Administration of direct contracts can be a tremendous challenge using traditional approaches and legacy systems that lack the hierarchical relationship structures necessary for onboarding stakeholders in value-based contracts. This hierarchical approach to partner onboarding, scaling of contract operationalization, and permissioned data sharing is a necessity for alignment of medical, social, behavioral and environmental components of successful value-based program administration and high-performance networks that successfully deliver on healthy patient outcomes.
A network of networks
The execution of whole-person care plans must occur across networks of care where both medical and non-medical resources are tightly coordinated within an infrastructure that aligns performance for healthy patient outcomes and financial risk management. By providing ecosystem participants with a solid onboarding model and the right supporting capabilities, employers and their TPAs can successfully execute value-based programs that incorporate whole health.
These emerging care and payment models demand real or near real-time status and data exchange, a more prospective approach to reimbursement, and precision approaches to care team data sharing. Further, by engaging and integrating the patient across the continuum of care, employers will empower patients to be effective stewards of their own health.
While the transition won’t happen overnight, every entity involved in providing care to the patient eventually will become a part of the networks that provide VBC. A network essentially is comprised of the providers, facilities, suppliers, and caregiver organizations with which a health insurer or employer has contracted to deliver health care services to patients. When an entity in a network is engaged in several networks with different contractual engagements with other entities, it creates very complex many-to-many relationships.
A network of networks is possible only with an infrastructure that supports both the complex hierarchies between the entities involved in VBC and the data infrastructure. Interoperability between these networks as well as legacy systems is possible only with a proper DaaS (Data as a Service) layer built on top of the data infrastructure.
Employers and their TPAs can take advantage of such a robust data/microservices/hierarchy support infrastructure that facilitates a faster move to expand direct contracting and VBC programs. This platform infrastructure can extend the capabilities of the TPA to integrate the data layers seamlessly, then extend that data layer either as a DaaS or as a PaaS (Platform as a Service).

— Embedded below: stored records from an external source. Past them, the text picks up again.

//! CryptoHub web client: Leptos CSR WASM application.
//!
//! Single-page app over the CryptoHub REST API. All persisted state goes
//! through `cryptohub_session::SessionStore`; every route is wrapped in the
//! auth gate before its page component runs.

pub mod api;
pub mod components;
pub mod format;
pub mod pages;
pub mod storage;

use cryptohub_session::flows;
use cryptohub_session::gate::{self, Page};
use cryptohub_session::models::UserInfo;
use cryptohub_session::{ApiError, ClientConfig, SessionStore};
use leptos::prelude::*;
use leptos_router::components::{Route, Router, Routes};
use leptos_router::path;
use leptos_router::NavigateOptions;

use api::{Client, GlooTransport};
use components::{Footer, Gated, NavBar};
use pages::dashboard::DashboardPage;
use pages::deposit::DepositPage;
use pages::forgot_password::ForgotPasswordPage;
use pages::home::HomePage;
use pages::investments::InvestmentsPage;
use pages::login::LoginPage;
use pages::market::MarketPage;
use pages::register::RegisterPage;
use pages::transactions::TransactionsPage;
use pages::transfer::TransferPage;
use pages::verify_email::VerifyEmailPage;
use pages::wallet::WalletPage;
use pages::withdraw::WithdrawPage;
use storage::BrowserStore;

// ── Auth State ──────────────────────────────────────────────────────

/// Global authentication state, provided via Leptos context.
///
/// The session store is the source of truth; `signed_in` mirrors it so the
/// navigation re-renders when a session starts or ends.
#[derive(Clone)]
pub struct AuthState {
    pub signed_in: ReadSignal<bool>,
    set_signed_in: WriteSignal<bool>,
    client: Client,
}

impl AuthState {
    fn new(config: &ClientConfig) -> Self {
        let store = SessionStore::new(BrowserStore);
        let (signed_in, set_signed_in) = signal(store.has_valid_token());
        Self {
            signed_in,
            set_signed_in,
            client: Client::new(GlooTransport::new(config), store),
        }
    }

    /// A handle to the REST client for use inside a spawned task.
    pub fn client(&self) -> Client {
        self.client.clone()
    }

    pub fn store(&self) -> &SessionStore<BrowserStore> {
        self.client.session()
    }

    pub fn user(&self) -> Option<UserInfo> {
        self.store().user()
    }

    /// Re-read token presence after something outside the signal changed it.
    pub fn sync(&self) {
        let present = self.store().has_valid_token();
        if self.signed_in.get_untracked() != present {
            self.set_signed_in.set(present);
        }
    }

    /// Clear the session and return the login URL to navigate to.
    pub fn logout(&self) -> String {
        let url = flows::logout(self.store());
        self.set_signed_in.set(false);
        url
    }

    /// Route a failed request from `page`.
    ///
    /// A rejected session navigates to login exactly like the gate would and
    /// yields `None`; every other failure yields the message to show.
    pub fn handle_error(
        &self,
        page: Page,
        err: ApiError,
        navigate: &impl Fn(&str, NavigateOptions),
    ) -> Option<String> {
        if err.is_unauthorized() {
            self.sync();
            navigate(&gate::login_redirect_for(page).to_url(), Default::default());
            None
        } else {
            Some(err.message)
        }
    }
}

// ── App Root ────────────────────────────────────────────────────────

/// Leptos application root.
#[component]
pub fn App() -> impl IntoView {
    let config = ClientConfig::from_build_env();
    log::debug!("API base: {}", config.api_base);
    let auth = AuthState::new(&config);

    provide_context(config);
    provide_context(auth);

    view! {
        <Router>
            <div class="flex flex-col min-h-screen bg-base-100">
                <NavBar />
                <main class="flex-1 container mx-auto px-4 py-8">
                    <Routes fallback=|| view! { <NotFound /> }>
                        <Route path=path!("/") view=|| view! { <Gated page=Page::Home><HomePage /></Gated> } />
                        <Route path=path!("/market") view=|| view! { <Gated page=Page::Market><MarketPage /></Gated> } />
                        <Route path=path!("/login") view=|| view! { <Gated page=Page::Login><LoginPage /></Gated> } />
                        <Route path=path!("/register") view=|| view! { <Gated page=Page::Register><RegisterPage /></Gated> } />
                        <Route path=path!("/forgot-password") view=|| view! { <Gated page=Page::ForgotPassword><ForgotPasswordPage /></Gated> } />
                        <Route path=path!("/verify-email") view=|| view! { <Gated page=Page::VerifyEmail><VerifyEmailPage /></Gated> } />
                        <Route path=path!("/dashboard") view=|| view! { <Gated page=Page::Dashboard><DashboardPage /></Gated> } />
                        <Route path=path!("/wallet") view=|| view! { <Gated page=Page::Wallet><WalletPage /></Gated> } />
                        <Route path=path!("/transfer") view=|| view! { <Gated page=Page::Transfer><TransferPage /></Gated> } />
                        <Route path=path!("/withdraw") view=|| view! { <Gated page=Page::Withdraw><WithdrawPage /></Gated> } />
                        <Route path=path!("/deposit") view=|| view! { <Gated page=Page::Deposit><DepositPage /></Gated> } />
                        <Route path=path!("/transactions") view=|| view! { <Gated page=Page::Transactions><TransactionsPage /></Gated> } />
                        <Route path=path!("/investments") view=|| view! { <Gated page=Page::Investments><InvestmentsPage /></Gated> } />
                    </Routes>
                </main>
                <Footer />
            </div>
        </Router>
    }
}

#[component]
fn NotFound() -> impl IntoView {
    view! {
        <div class="flex flex-col items-center justify-center py-16 text-center">
            <div class="text-5xl mb-4">"🧭"</div>
            <h3 class="text-lg font-medium mb-2">"Page not found"</h3>
            <a class="link link-primary" href=Page::Home.path()>"Back to home"</a>
        </div>
    }
}

// ── WASM entry point ────────────────────────────────────────────────

#[wasm_bindgen::prelude::wasm_bindgen(start)]
pub fn main() {
    console_error_panic_hook::set_once();
    let _ = console_log::init_with_level(log::Level::Debug);
    log::info!("CryptoHub web client starting");
    leptos::mount::mount_to_body(App);
}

Real-time health care requires an aware and adaptive technology infrastructure that supports complex relationships and datasets for the network and enhances those by using publicly available datasets.
Employers are getting directly involved in demanding accountability for health care costs and the promotion of wellness. Supporting the hierarchical needs between the different entities involved in value-based networks, coupled with the data and microservices infrastructure discussed above, will accelerate the adoption and scaling of VBC and allow employers to improve health outcomes while lowering care costs.
Lynn Carroll is the chief operations officer and Rahul Sharma is chief executive officer of HSBlox, which assists health care stakeholders at the intersection of value-based care and precision health with a secure, information-rich approach to event-based, patient-centric digital health care processes – empowering whole health in traditional care settings, the home and in the community.